*WHAT THE TASK ASKS*. Count the lines in the records below that contain the word "locate", and reply with only that number.

*SUPPLIED DATA*.
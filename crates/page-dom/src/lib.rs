//! Page model for policy pages
//!
//! - [`dom`]: page document parsed and queried with `scraper`
//! - [`tree`]: the [`DomTree`] seam the locator runs against
//! - [`extract`] and [`detect`]: flatten a page to text and score it
//! - [`locate`]: find an issue's snippet on the page and mark it
//! - [`panel`]: the results panel model

pub mod detect;
pub mod dom;
pub mod error;
pub mod extract;
pub mod locate;
pub mod panel;
pub mod tree;

pub use detect::{is_privacy_related_url, quick_privacy_check, strict_privacy_check, PrivacyScore};
pub use dom::{Document, NodeId};
pub use error::DomError;
pub use extract::{extract_policy_text, ExtractOptions};
pub use locate::{highlight_issue, highlight_snippet, remove_highlights, HighlightOutcome, MatchTier};
pub use panel::IssuePanel;
pub use tree::{DomTree, MarkerSpec, StyleRule};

*WRITTEN SOLUTION*. 3